Well, a little postscript won’t hurt. The procedure didn’t, either. Not that it ever has, really, but this time I was completely anaesthetized. Knocked out. It wasn’t the stuff that they’d used on the two or three previous colonoscopies; I could feel myself sinking into oblivion. But it was very short-term. The procedure was scheduled for 8 AM, and that is precisely when it began: I looked at the clock on the wall, moments before losing consciousness. When I came to, it was quarter-to-something; I thought that it must be ten, but, incredibly, it was 8:45. I don’t recall things happening anywhere near that quickly before, but then I haven’t ever actually looked at the clock before. When it was time to get off the gurney and put my clothes back on, I was a little wobbly for a few steps, but that was hardly surprising, given my age, the anaesthesia, and the fasting. By the time Ray Soleil picked me up, I was fine.

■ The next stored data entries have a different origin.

use std::net::SocketAddr;
use std::time::Duration;

use crate::inspection::Pipeline;
use crate::network::dial::RemoteTarget;
use crate::session_management::monitor::DEFAULT_STATS_INTERVAL;

/// Immutable settings shared by every session of a listener.
#[derive(Debug, Clone)]
pub struct SessionConfig {
    /// Address the acceptor listens on.
    pub local_addr: SocketAddr,
    /// Resolved plain remote address, also used for log lines.
    pub remote_addr: SocketAddr,
    /// How the remote leg is dialled (plain or TLS-unwrapped).
    pub remote: RemoteTarget,
    /// Disable Nagle's algorithm on both legs.
    pub no_delay: bool,
    /// Dump payloads as hex instead of text at trace level.
    pub output_hex: bool,
    pub debug: bool,
    pub verbose: bool,
    pub pipeline: Pipeline,
    pub stats_interval: Duration,
}

impl SessionConfig {
    /// Plain relay to `remote_addr` with every option off.
    pub fn new(local_addr: SocketAddr, remote_addr: SocketAddr) -> Self {
        Self {
            local_addr,
            remote_addr,
            remote: RemoteTarget::Plain(remote_addr),
            no_delay: false,
            output_hex: false,
            debug: false,
            verbose: false,
            pipeline: Pipeline::default(),
            stats_interval: DEFAULT_STATS_INTERVAL,
        }
    }

    pub fn tls_unwrap(&self) -> bool {
        matches!(self.remote, RemoteTarget::Tls { .. })
    }
}
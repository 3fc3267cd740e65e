use crate::logger::LogSink;

use super::types::Connection;

/// Best-effort low-latency setting for one leg.
///
/// Returns whether the setting was applied. A connection without the
/// capability, or a socket that refuses it, is left as it is.
pub fn apply_no_delay(conn: &dyn Connection, log: &dyn LogSink) -> bool {
    match conn.no_delay() {
        Some(nd) => match nd.set_nodelay(true) {
            Ok(()) => true,
            Err(e) => {
                log.debug(format_args!("Could not disable Nagle's algorithm: {}", e));
                false
            }
        },
        None => false,
    }
}
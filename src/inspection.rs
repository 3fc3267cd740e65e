//! Per-chunk inspection: an observer that only looks at the bytes and a
//! transform that may rewrite them before they are forwarded.

pub mod patterns;
pub mod pipeline;

pub use patterns::{create_matcher, create_replacer};
pub use pipeline::{Matcher, Pipeline, Replacer};
use std::sync::Arc;

use log::{error, info};
use tcp_relay::configuration::Config;
use tcp_relay::logger::init_logger;
use tcp_relay::network::NetworkListener;

#[tokio::main]
async fn main() {
    let config = Config::from_args().unwrap_or_else(|e| {
        init_logger(false, false);
        error!("Unable to load configuration: {}", e);
        std::process::exit(1);
    });

    init_logger(config.debug, config.verbose);
    info!("starting up tcp-relay v{}", env!("CARGO_PKG_VERSION"));

    let session_config = config.session_config().await.unwrap_or_else(|e| {
        error!("Invalid configuration: {}", e);
        std::process::exit(1);
    });

    let listener = NetworkListener::bind(Arc::new(session_config))
        .await
        .unwrap_or_else(|e| {
            error!("Failed to open local port to listen: {}", e);
            std::process::exit(1);
        });

    info!("Proxying from {} to {}", config.local, config.remote);

    if let Err(e) = listener.start_listening().await {
        error!("Listener stopped: {}", e);
        std::process::exit(1);
    }
}
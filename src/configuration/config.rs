use std::net::SocketAddr;
use std::path::{Path, PathBuf};
use std::sync::Arc;
use std::time::Duration;

use clap::Parser;
use serde::Deserialize;

use super::types::SessionConfig;
use crate::error_handling::types::ConfigError;
use crate::inspection::{create_matcher, create_replacer, Pipeline};
use crate::logger::{LogSink, ProcessLogger};
use crate::network::dial::{default_tls_connector, RemoteTarget};
use crate::session_management::monitor::DEFAULT_STATS_INTERVAL;

pub const DEFAULT_LOCAL_ADDR: &str = ":9999";
pub const DEFAULT_REMOTE_ADDR: &str = "127.0.0.1:8000";

/// Command line of the relay.
///
/// Every option can also be given through its `TCPPROXY_*` environment
/// variable, or through a TOML file passed with `--config`. Values given on
/// the command line or in the environment win over the file.
#[derive(Parser, Debug, Clone, Default)]
#[command(name = "tcp-relay")]
#[command(about = "An inspectable TCP relay with optional TLS unwrapping")]
pub struct Args {
    /// TOML file with default values for the options below
    #[arg(short = 'c', long = "config", env = "TCPPROXY_CONFIG")]
    pub config_file: Option<PathBuf>,

    /// local address
    #[arg(short, long, env = "TCPPROXY_LOCALADDR")]
    pub local: Option<String>,

    /// remote(destination) address
    #[arg(short, long, env = "TCPPROXY_REMOTEADDR")]
    pub remote: Option<String>,

    /// disable nagles algorithm
    #[arg(short = 'n', long = "no-nagles", env = "TCPPROXY_DISABLE_NAGLES")]
    pub no_nagles: bool,

    /// remote connection with TLS exposed unencrypted locally
    #[arg(long = "unwrap-tls", env = "TCPPROXY_UNWRAP_TLS")]
    pub unwrap_tls: bool,

    /// match regex (in the form `regex`)
    #[arg(long = "match", env = "TCPPROXY_MATCH")]
    pub match_pattern: Option<String>,

    /// replace regex (in the form `regex~replacer`)
    #[arg(long, env = "TCPPROXY_REPLACE")]
    pub replace: Option<String>,

    /// display server actions
    #[arg(short, long, env = "TCPPROXY_DEBUG")]
    pub debug: bool,

    /// display server actions and all tcp data
    #[arg(short = 'V', long, env = "TCPPROXY_VERBOSE")]
    pub verbose: bool,

    /// output binary data hexadecimal
    #[arg(long, env = "TCPPROXY_OUTPUT_HEX")]
    pub hex: bool,

    /// period of the per-session stats report (e.g. `30s`, `2m`)
    #[arg(long, env = "TCPPROXY_STATS_INTERVAL")]
    pub stats_interval: Option<String>,
}

/// Same settings as [`Args`], read from a TOML file.
#[derive(Deserialize, Debug, Clone, Default, PartialEq)]
#[serde(default, deny_unknown_fields)]
pub struct FileConfig {
    pub local: Option<String>,
    pub remote: Option<String>,
    pub no_nagles: bool,
    pub unwrap_tls: bool,
    #[serde(rename = "match")]
    pub match_pattern: Option<String>,
    pub replace: Option<String>,
    pub debug: bool,
    pub verbose: bool,
    pub hex: bool,
    pub stats_interval: Option<String>,
}

impl FileConfig {
    pub fn from_file(path: &Path) -> Result<Self, ConfigError> {
        let content = std::fs::read_to_string(path)?;
        Ok(toml::from_str(&content)?)
    }
}

/// Resolved application configuration.
#[derive(Debug, Clone, PartialEq)]
pub struct Config {
    pub local: String,
    pub remote: String,
    pub no_nagles: bool,
    pub unwrap_tls: bool,
    pub match_pattern: String,
    pub replace: String,
    pub debug: bool,
    pub verbose: bool,
    pub hex: bool,
    pub stats_interval: Duration,
}

impl Config {
    /// Parses the process arguments and environment, then merges the file
    /// given with `--config`, if any.
    pub fn from_args() -> Result<Self, ConfigError> {
        Self::from_parsed(Args::parse())
    }

    pub fn from_parsed(args: Args) -> Result<Self, ConfigError> {
        let file = match &args.config_file {
            Some(path) => FileConfig::from_file(path)?,
            None => FileConfig::default(),
        };
        Self::merge(args, file)
    }

    /// Command line over file over defaults. Switches are on if either side
    /// turns them on.
    pub fn merge(args: Args, file: FileConfig) -> Result<Self, ConfigError> {
        let stats_interval = match args.stats_interval.or(file.stats_interval) {
            Some(s) => parse_duration(&s)?,
            None => DEFAULT_STATS_INTERVAL,
        };
        let verbose = args.verbose || file.verbose;

        Ok(Self {
            local: args
                .local
                .or(file.local)
                .unwrap_or_else(|| DEFAULT_LOCAL_ADDR.to_string()),
            remote: args
                .remote
                .or(file.remote)
                .unwrap_or_else(|| DEFAULT_REMOTE_ADDR.to_string()),
            no_nagles: args.no_nagles || file.no_nagles,
            unwrap_tls: args.unwrap_tls || file.unwrap_tls,
            match_pattern: args.match_pattern.or(file.match_pattern).unwrap_or_default(),
            replace: args.replace.or(file.replace).unwrap_or_default(),
            debug: args.debug || file.debug || verbose,
            verbose,
            hex: args.hex || file.hex,
            stats_interval,
        })
    }

    /// Resolves addresses, compiles the inspection stages and builds the
    /// configuration shared by every session.
    pub async fn session_config(&self) -> Result<SessionConfig, ConfigError> {
        let local_addr = resolve(&self.local).await?;
        let remote_addr = resolve(&self.remote).await?;

        let remote = if self.unwrap_tls {
            let connector = default_tls_connector()
                .map_err(|e| ConfigError::Tls(e.to_string()))?;
            RemoteTarget::Tls {
                address: self.remote.clone(),
                connector,
            }
        } else {
            RemoteTarget::Plain(remote_addr)
        };

        let match_sink: Arc<dyn LogSink> = Arc::new(ProcessLogger);
        let pipeline = Pipeline::new(
            create_matcher(&self.match_pattern, match_sink),
            create_replacer(&self.replace),
        );

        Ok(SessionConfig {
            local_addr,
            remote_addr,
            remote,
            no_delay: self.no_nagles,
            output_hex: self.hex,
            debug: self.debug,
            verbose: self.verbose,
            pipeline,
            stats_interval: self.stats_interval,
        })
    }
}

/// Accepts humantime strings (`30s`, `1m30s`) or a bare number of seconds.
pub fn parse_duration(s: &str) -> Result<Duration, ConfigError> {
    if let Ok(d) = humantime::parse_duration(s) {
        return Ok(d);
    }
    s.trim()
        .parse::<u64>()
        .map(Duration::from_secs)
        .map_err(|_| ConfigError::BadDuration(format!("invalid duration '{}'", s)))
}

/// Turns `:port` into `0.0.0.0:port`, leaving other forms untouched.
pub fn normalize_addr(addr: &str) -> String {
    if addr.starts_with(':') {
        format!("0.0.0.0{}", addr)
    } else {
        addr.to_string()
    }
}

/// First socket address `addr` resolves to.
pub async fn resolve(addr: &str) -> Result<SocketAddr, ConfigError> {
    let normalized = normalize_addr(addr);
    let first = tokio::net::lookup_host(normalized.as_str())
        .await
        .map_err(|e| ConfigError::BadAddress(format!("failed to resolve {}: {}", addr, e)))?
        .next();
    first.ok_or_else(|| ConfigError::BadAddress(format!("{} resolved to no address", addr)))
}
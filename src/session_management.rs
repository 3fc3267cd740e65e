//! Session management core module.
//!
//! A session pairs one accepted local connection with its remote peer and
//! runs three concurrent activities over it: two directional copy loops and a
//! periodic stats monitor. Whichever copy loop ends first closes the session
//! through the [`close_coordinator::CloseCoordinator`].

/// Single-fire close signal shared by a session's activities.
pub mod close_coordinator;
/// Periodic stats reporting.
pub mod monitor;
/// Session orchestration: dial, relay, close, report.
pub mod session;


pub use close_coordinator::CloseCoordinator;
pub use session::{ProxySession, SessionReport};
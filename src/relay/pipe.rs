use std::io;
use std::net::SocketAddr;

use log::Level;
use tokio::io::{AsyncRead, AsyncReadExt, AsyncWrite, AsyncWriteExt};

use super::stats::SessionStats;
use super::types::{Direction, LoopEnd};
use crate::inspection::Pipeline;
use crate::logger::LogSink;
use crate::network::types::display_addr;
use crate::session_management::close_coordinator::CloseCoordinator;

/// Largest chunk read in one call.
pub const CHUNK_SIZE: usize = 0xffff;

/// Per-direction settings of a copy loop.
#[derive(Debug, Clone)]
pub struct PipeOptions {
    pub direction: Direction,
    pub pipeline: Pipeline,
    pub output_hex: bool,
    pub src_addr: Option<SocketAddr>,
    pub dst_addr: Option<SocketAddr>,
}

/// Copies `src` into `dst` one chunk at a time until a read or write fails,
/// then reports to `coordinator`.
///
/// Every chunk goes through the inspection pipeline before it is written, and
/// only bytes that were actually written are added to this direction's
/// counter. The read of the next chunk does not start before the previous
/// write completed, so a slow `dst` throttles `src`.
///
/// When the coordinator fires because of the other direction, the pending
/// read or write is abandoned. The halves are handed back to the caller, who
/// owns closing them.
pub async fn pipe<R, W>(
    mut src: R,
    mut dst: W,
    options: &PipeOptions,
    stats: &SessionStats,
    coordinator: &CloseCoordinator,
    log: &dyn LogSink,
) -> (R, W)
where
    R: AsyncRead + Unpin,
    W: AsyncWrite + Unpin,
{
    let direction = options.direction;
    let closed = coordinator.closed();
    tokio::pin!(closed);

    let mut buf = vec![0u8; CHUNK_SIZE];
    loop {
        let n = tokio::select! {
            biased;
            _ = &mut closed => break,
            res = src.read(&mut buf) => match res {
                Ok(0) => {
                    coordinator.fire(LoopEnd::Eof(direction));
                    break;
                }
                Ok(n) => n,
                Err(e) => {
                    log.warn(format_args!("Read failed '{}'", e));
                    coordinator.fire(LoopEnd::ReadFailed(direction, e));
                    break;
                }
            },
        };

        let chunk = options.pipeline.apply(&buf[..n]);

        log.debug(format_args!(
            "{} {} {}: {} bytes {}",
            display_addr(options.src_addr),
            direction.arrow(),
            display_addr(options.dst_addr),
            n,
            direction.verb()
        ));
        if log.enabled(Level::Trace) {
            if options.output_hex {
                log.trace(format_args!("{}", hex::encode(&chunk)));
            } else {
                log.trace(format_args!("{}", String::from_utf8_lossy(&chunk)));
            }
        }

        tokio::select! {
            biased;
            _ = &mut closed => break,
            res = write_chunk(&mut dst, &chunk, direction, stats) => {
                if let Err(e) = res {
                    log.warn(format_args!("Write failed '{}'", e));
                    coordinator.fire(LoopEnd::WriteFailed(direction, e));
                    break;
                }
            },
        }
    }

    (src, dst)
}

/// Writes all of `chunk`, counting every partial write as soon as it lands,
/// so a write abandoned halfway still accounts for what `dst` accepted.
async fn write_chunk<W>(
    dst: &mut W,
    chunk: &[u8],
    direction: Direction,
    stats: &SessionStats,
) -> io::Result<()>
where
    W: AsyncWrite + Unpin,
{
    let mut offset = 0;
    while offset < chunk.len() {
        let n = dst.write(&chunk[offset..]).await?;
        if n == 0 {
            return Err(io::ErrorKind::WriteZero.into());
        }
        stats.add(direction, n as u64);
        offset += n;
    }
    dst.flush().await
}

#[cfg(test)]
mod tests {
    use super::*;
    use crate::inspection::{Matcher, Replacer};
    use crate::logger::testing::RecordingSink;
    use std::sync::Arc;
    use std::time::Duration;
    use tokio_test::io::Builder;

    fn options(direction: Direction, pipeline: Pipeline) -> PipeOptions {
        PipeOptions {
            direction,
            pipeline,
            output_hex: false,
            src_addr: None,
            dst_addr: None,
        }
    }

    #[tokio::test]
    async fn forwards_until_eof_and_counts_written_bytes() {
        let src = Builder::new().read(b"hello ").read(b"world").build();
        let dst = Builder::new().write(b"hello ").write(b"world").build();
        let stats = SessionStats::new();
        let coordinator = CloseCoordinator::new();
        let sink = RecordingSink::default();

        pipe(
            src,
            dst,
            &options(Direction::Outbound, Pipeline::default()),
            &stats,
            &coordinator,
            &sink,
        )
        .await;

        assert_eq!(stats.sent(), 11);
        assert_eq!(stats.received(), 0);
        assert!(matches!(coordinator.reason(), Some(LoopEnd::Eof(Direction::Outbound))));
        // End of stream is not a failure.
        assert!(sink.messages(Level::Warn).is_empty());
    }

    #[tokio::test]
    async fn transform_output_is_what_gets_written() {
        let src = Builder::new().read(b"hello").build();
        let dst = Builder::new().write(b"HELLO!").build();
        let replacer: Replacer = Arc::new(|b: &[u8]| {
            let mut out = b.to_ascii_uppercase();
            out.push(b'!');
            out
        });
        let stats = SessionStats::new();
        let coordinator = CloseCoordinator::new();
        let sink = RecordingSink::default();

        pipe(
            src,
            dst,
            &options(Direction::Inbound, Pipeline::new(None, Some(replacer))),
            &stats,
            &coordinator,
            &sink,
        )
        .await;

        // Accounting follows the written bytes, not the read ones.
        assert_eq!(stats.received(), 6);
    }

    #[tokio::test]
    async fn read_error_is_logged_and_reported() {
        let src = Builder::new()
            .read(b"abc")
            .read_error(io::Error::new(io::ErrorKind::ConnectionReset, "reset"))
            .build();
        let dst = Builder::new().write(b"abc").build();
        let stats = SessionStats::new();
        let coordinator = CloseCoordinator::new();
        let sink = RecordingSink::default();

        pipe(
            src,
            dst,
            &options(Direction::Outbound, Pipeline::default()),
            &stats,
            &coordinator,
            &sink,
        )
        .await;

        assert_eq!(stats.sent(), 3);
        assert!(matches!(
            coordinator.reason(),
            Some(LoopEnd::ReadFailed(Direction::Outbound, _))
        ));
        assert_eq!(sink.messages(Level::Warn), vec!["Read failed 'reset'"]);
    }

    #[tokio::test]
    async fn write_error_stops_without_counting() {
        let src = Builder::new().read(b"abc").build();
        let dst = Builder::new()
            .write_error(io::Error::new(io::ErrorKind::BrokenPipe, "broken"))
            .build();
        let stats = SessionStats::new();
        let coordinator = CloseCoordinator::new();
        let sink = RecordingSink::default();

        pipe(
            src,
            dst,
            &options(Direction::Inbound, Pipeline::default()),
            &stats,
            &coordinator,
            &sink,
        )
        .await;

        assert_eq!(stats.received(), 0);
        assert!(matches!(
            coordinator.reason(),
            Some(LoopEnd::WriteFailed(Direction::Inbound, _))
        ));
        assert_eq!(sink.messages(Level::Warn), vec!["Write failed 'broken'"]);
    }

    #[tokio::test]
    async fn stops_when_other_direction_closed_the_session() {
        let (src, _keep_open) = tokio::io::duplex(64);
        let (dst, _peer) = tokio::io::duplex(64);
        let stats = SessionStats::new();
        let coordinator = CloseCoordinator::new();
        let sink = RecordingSink::default();

        coordinator.fire(LoopEnd::Eof(Direction::Inbound));
        pipe(
            src,
            dst,
            &options(Direction::Outbound, Pipeline::default()),
            &stats,
            &coordinator,
            &sink,
        )
        .await;

        assert!(matches!(coordinator.reason(), Some(LoopEnd::Eof(Direction::Inbound))));
    }

    #[tokio::test]
    async fn partial_write_is_counted_when_session_closes() {
        let src = Builder::new().read(&[7u8; 1000]).build();
        // Only 100 bytes fit until the peer reads, which it does not.
        let (dst, mut peer) = tokio::io::duplex(100);
        let stats = SessionStats::new();
        let coordinator = CloseCoordinator::new();
        let sink = RecordingSink::default();
        let opts = options(Direction::Outbound, Pipeline::default());

        let relay = pipe(src, dst, &opts, &stats, &coordinator, &sink);
        let close = async {
            tokio::time::sleep(Duration::from_millis(50)).await;
            coordinator.fire(LoopEnd::Eof(Direction::Inbound));
        };
        let ((_src, dst), ()) = tokio::join!(relay, close);
        drop(dst);

        let mut delivered = Vec::new();
        peer.read_to_end(&mut delivered).await.unwrap();
        assert_eq!(delivered.len(), 100);
        assert_eq!(stats.sent(), delivered.len() as u64);
        assert!(sink.messages(Level::Warn).is_empty());
    }

    #[tokio::test]
    async fn trace_dump_uses_hex_when_requested() {
        let src = Builder::new().read(&[0xde, 0xad, 0xbe, 0xef]).build();
        let dst = Builder::new().write(&[0xde, 0xad, 0xbe, 0xef]).build();
        let stats = SessionStats::new();
        let coordinator = CloseCoordinator::new();
        let sink = RecordingSink::default();
        let seen = Arc::new(std::sync::Mutex::new(Vec::new()));
        let seen2 = Arc::clone(&seen);
        let matcher: Matcher = Arc::new(move |b: &[u8]| seen2.lock().unwrap().push(b.to_vec()));

        let mut opts = options(Direction::Outbound, Pipeline::new(Some(matcher), None));
        opts.output_hex = true;
        pipe(src, dst, &opts, &stats, &coordinator, &sink).await;

        assert_eq!(sink.messages(Level::Trace), vec!["deadbeef"]);
        assert_eq!(sink.messages(Level::Debug), vec!["- >>> -: 4 bytes sent"]);
        assert_eq!(seen.lock().unwrap().as_slice(), &[vec![0xde, 0xad, 0xbe, 0xef]]);
    }
}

The prohibition on patients’ leaving the clinic on their own is very annoying. We are in Manhattan, after all, where taxis and car services abound. I have snuck out several times before, but this time it would not have been possible: a nurse saw me to the street door, and made sure that the passenger in the taxi knew who I was. Poor Ray — I’d told him that I wouldn’t need him for another hour. But the clinic asked for his number, and they called him while I was in recovery. He scrambled up quickly. As it turned out, Kathleen could easily have picked me up; she was still at home when we got back to the apartment. But we thought, as I say, that it would take longer.

As a veteran of umpteen colonscopies, I want to insist that there is only good reason for dreading the procedure: fasting is a great bore. A great bore. But about the procedure itself there is simply nothing to complain. Not any more. If only a visit to the dentist could be half as comfortable!

***

I hadn’t seen Ray in a while, so we had a lot of catching up to do. During lunch, at the Seahorse Tavern, we indulged in the favorite pastime of redesigning Fossil Darling’s apartment. If only he would listen to us! (But, as Mrs Grimmer says, “People are so queer!“)

***

Later on in the afternoon, I went downtown to fetch Will. Something had come up for his mother, and his father couldn’t get away. Of course they would have managed to get him if I hadn’t been around, but I was around. The car was waiting for us when we came outside, and the driver was by now familiar, having taken us uptown two times before, and we all shook hands in the driveway of our apartment building. Even (especially) Will, who had to transfer a toy bus from one hand to the other. 

Will likes to have a quiet time when he gets home, his mother tells me, and I took full advantage of this when we got to the apartment: I filled a bottle with milk, put on Sean the Sheep, and sat him on my lap. And there we were when Kathleen came home. Kathleen’s arrival signaled the end of Will’s rest period; now he led her on a merry dance throughout the apartment, now out on the balcony, now coloring on the living-room floor. When Ryan arrived after work, Will pulled out a story book about a “shark” and demanded that his father read it to him. Trouble was, the book is in Dutch, it was Ted van Lieshout’s Ik ben een held, with great drawings by Silvia Weve that do, in fact, make the eponym of the third story, “Blauw vis,” look like a shark. I am going to have to work up translations.

We had a quick dinner at Viand, the coffee shop on the corner across the street. When it was time to go, Will picked up his plate of French fries, to take it with. Kathleen worked out a compromise, and wrapped up the fries in a napkin. A few of these, transferred to a small bowl, were actually eaten back at the apartment.